A major real estate transaction in the Budget segment in France
In line with its ongoing asset-right strategy, Accor announced in late September a major real estate transaction in the Budget segment in France, with the sale of 158 hotelF1 properties, representing a total of 12,300 rooms.
This sale and variable leaseback transaction was carried out with a consortium of leading French institutional investors through a property investment trust (OPCI).

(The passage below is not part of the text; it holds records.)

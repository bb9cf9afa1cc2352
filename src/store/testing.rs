//! Test double: a memory store that records every call, can fail chosen
//! operations and can replay a scripted live feed.

use super::{
    CollectionRef, DocumentStore, MemoryStore, Patch, Query, Record, SnapshotStream, StoreError,
    StoreResult,
};
use async_trait::async_trait;
use futures::stream::{self, StreamExt};
use serde_json::Value;
use std::collections::HashSet;
use std::sync::Mutex;

#[derive(Debug, Clone, PartialEq)]
pub enum StoreCall {
    Get(String),
    List(String),
    Create(String),
    Update(String, Patch),
    Delete(String),
    Watch(String),
}

#[derive(Default)]
pub struct RecordingStore {
    pub inner: MemoryStore,
    calls: Mutex<Vec<StoreCall>>,
    failing_lists: Mutex<HashSet<String>>,
    failing_deletes: Mutex<HashSet<String>>,
    fail_updates: Mutex<bool>,
    script: Mutex<Option<Vec<StoreResult<Vec<Record>>>>>,
    after_delete: Mutex<Vec<(String, CollectionRef, String, Value)>>,
}

impl RecordingStore {
    pub fn new() -> Self {
        Self::default()
    }

    pub fn calls(&self) -> Vec<StoreCall> {
        self.calls.lock().unwrap().clone()
    }

    pub fn clear_calls(&self) {
        self.calls.lock().unwrap().clear();
    }

    pub fn update_calls(&self) -> Vec<(String, Patch)> {
        self.calls()
            .into_iter()
            .filter_map(|call| match call {
                StoreCall::Update(path, patch) => Some((path, patch)),
                _ => None,
            })
            .collect()
    }

    pub fn delete_calls(&self) -> Vec<String> {
        self.calls()
            .into_iter()
            .filter_map(|call| match call {
                StoreCall::Delete(path) => Some(path),
                _ => None,
            })
            .collect()
    }

    /// Every `list` of this collection path fails.
    pub fn fail_list(&self, path: &str) {
        self.failing_lists.lock().unwrap().insert(path.to_string());
    }

    /// Deletes of this document path fail until `heal_delete` is called.
    pub fn fail_delete(&self, path: &str) {
        self.failing_deletes.lock().unwrap().insert(path.to_string());
    }

    pub fn heal_delete(&self, path: &str) {
        self.failing_deletes.lock().unwrap().remove(path);
    }

    pub fn fail_updates(&self, fail: bool) {
        *self.fail_updates.lock().unwrap() = fail;
    }

    /// Next `watch` replays these results and then ends.
    pub fn script_watch(&self, results: Vec<StoreResult<Vec<Record>>>) {
        *self.script.lock().unwrap() = Some(results);
    }

    /// Once `trigger` is deleted, writes `data` as `collection/id`, like a
    /// concurrent writer that raced the delete.
    pub fn insert_after_delete(&self, trigger: &str, collection: CollectionRef, id: &str, data: Value) {
        self.after_delete
            .lock()
            .unwrap()
            .push((trigger.to_string(), collection, id.to_string(), data));
    }

    fn record(&self, call: StoreCall) {
        self.calls.lock().unwrap().push(call);
    }
}

pub fn record(id: &str, data: Value) -> Record {
    match data {
        Value::Object(map) => Record::new(id, map),
        other => panic!("expected a JSON object, got {}", other),
    }
}

#[async_trait]
impl DocumentStore for RecordingStore {
    async fn get(&self, collection: &CollectionRef, id: &str) -> StoreResult<Option<Record>> {
        self.record(StoreCall::Get(format!("{}/{}", collection, id)));
        self.inner.get(collection, id).await
    }

    async fn list(&self, query: &Query) -> StoreResult<Vec<Record>> {
        let path = query.collection.to_string();
        self.record(StoreCall::List(path.clone()));
        if self.failing_lists.lock().unwrap().contains(&path) {
            return Err(StoreError::Backend(format!("injected list failure on {}", path)));
        }
        self.inner.list(query).await
    }

    async fn create(&self, collection: &CollectionRef, patch: Patch) -> StoreResult<String> {
        self.record(StoreCall::Create(collection.to_string()));
        self.inner.create(collection, patch).await
    }

    async fn update(&self, collection: &CollectionRef, id: &str, patch: Patch) -> StoreResult<()> {
        let path = format!("{}/{}", collection, id);
        self.record(StoreCall::Update(path.clone(), patch.clone()));
        if *self.fail_updates.lock().unwrap() {
            return Err(StoreError::Backend(format!("injected update failure on {}", path)));
        }
        self.inner.update(collection, id, patch).await
    }

    async fn delete(&self, collection: &CollectionRef, id: &str) -> StoreResult<()> {
        let path = format!("{}/{}", collection, id);
        self.record(StoreCall::Delete(path.clone()));
        if self.failing_deletes.lock().unwrap().contains(&path) {
            return Err(StoreError::Backend(format!("injected delete failure on {}", path)));
        }
        self.inner.delete(collection, id).await?;

        let triggered: Vec<_> = {
            let mut pending = self.after_delete.lock().unwrap();
            let (hit, rest): (Vec<_>, Vec<_>) = pending.drain(..).partition(|(trigger, ..)| *trigger == path);
            *pending = rest;
            hit
        };
        for (_, target, id, data) in triggered {
            if let Value::Object(map) = data {
                self.inner.insert_with_id(&target, &id, map).await;
            }
        }
        Ok(())
    }

    async fn watch(&self, query: &Query) -> StoreResult<SnapshotStream> {
        self.record(StoreCall::Watch(query.collection.to_string()));
        let scripted = self.script.lock().unwrap().take();
        match scripted {
            Some(results) => Ok(stream::iter(results).boxed()),
            None => self.inner.watch(query).await,
        }
    }

    fn backend(&self) -> &'static str {
        "recording"
    }
}
// ==================== FORUM FEED ====================
// posts (timestamp desc) -> gateway reconcile -> category filter ->
// has_commented lookups -> PostView list for one viewer.

use super::augment::with_has_commented;
use super::mutation::MutationGateway;
use super::subscription::{FeedEvent, LiveFeed, SubscriptionManager};
use crate::models::{CategoryFilter, Post, PostView, Session};
use crate::store::{CollectionRef, Direction, DocumentStore, Query};
use crate::utils::AppResult;
use std::sync::Arc;

pub fn posts_query() -> Query {
    Query::new(CollectionRef::posts()).order_by("timestamp", Direction::Descending)
}

#[derive(Clone)]
pub struct ForumFeed {
    store: Arc<dyn DocumentStore>,
    subscriptions: SubscriptionManager,
    gateway: Arc<MutationGateway>,
}

impl ForumFeed {
    pub fn new(
        store: Arc<dyn DocumentStore>,
        subscriptions: SubscriptionManager,
        gateway: Arc<MutationGateway>,
    ) -> Self {
        Self { store, subscriptions, gateway }
    }

    /// Turns one authoritative snapshot into what `session` sees.
    pub async fn build_views(
        &self,
        session: &Session,
        filter: &CategoryFilter,
        mut posts: Vec<Post>,
    ) -> Vec<PostView> {
        self.gateway.reconcile(&mut posts);

        let visible: Vec<Post> = posts
            .into_iter()
            .filter(|post| !post.deleting && filter.matches(&post.category))
            .collect();

        with_has_commented(self.store.as_ref(), session, visible, |post| post.id.clone())
            .await
            .into_iter()
            .map(|(post, has_commented)| PostView::new(post, &session.uid, has_commented))
            .collect()
    }

    /// One-shot read of the same view the live feed publishes.
    pub async fn current(&self, session: &Session, filter: &CategoryFilter) -> AppResult<Vec<PostView>> {
        let records = self.store.list(&posts_query()).await?;
        let posts: Vec<Post> = records
            .iter()
            .filter_map(|record| match record.decode::<Post>() {
                Ok(post) => Some(post),
                Err(e) => {
                    log::warn!("⚠️  Skipping undecodable post: {}", e);
                    None
                }
            })
            .collect();
        Ok(self.build_views(session, filter, posts).await)
    }

    /// Live per-viewer feed. Dropping the handle closes the upstream feed too.
    pub fn open(&self, session: Session, filter: CategoryFilter) -> LiveFeed<PostView> {
        // one client, one counted feed: the outer handle
        let mut upstream = self.subscriptions.subscribe_uncounted::<Post>(posts_query());
        let feed = self.clone();
        let label = format!("forum[{}:{:?}]", session.uid, filter);

        LiveFeed::spawn(
            label,
            self.subscriptions.capacity(),
            self.subscriptions.active_counter(),
            move |tx| async move {
                while let Some(event) = upstream.next().await {
                    let event = match event {
                        FeedEvent::Snapshot(posts) => {
                            FeedEvent::Snapshot(feed.build_views(&session, &filter, posts).await)
                        }
                        FeedEvent::Error(e) => FeedEvent::Error(e),
                    };
                    if tx.send(event).await.is_err() {
                        break;
                    }
                }
            },
        )
    }
}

With the sale of the hotel units for €272 million, Accor signed a 12-year business lease, renewable six times at Accor’s option. The variable rents are based on an average 20% of revenue with no guaranteed minimum. Based on 2008 revenue, the variable rent would have been €21.3 million.
The transaction will enable Accor to reduce its adjusted net debt by approximately €187 million in 2009, of which €130 million will be added to the Group’s cash reserves. In addition, it will have a positive impact of roughly €5 million on profit before tax.

Accor Services gains leadership of the meal voucher market in the Czech Republic with the acquisition of local operator Exit Group
As part of its growth strategy, Accor Services announced in early October that it had acquired Exit Group, the fourth largest provider of meal vouchers in the Czech Republic. With a strong position among small and mid-sized businesses, Exit Group reported issue volume of €77 million in 2008.
With this acquisition, Accor Services has widened its share of the meal voucher market and will also gain access to Exit Group’s 165,000 end users for its value-added products and services.
The transaction was finalized at a price of €15 million. Accor Services Czech Republic’s post-acquisition issue volume is estimated at €250 million.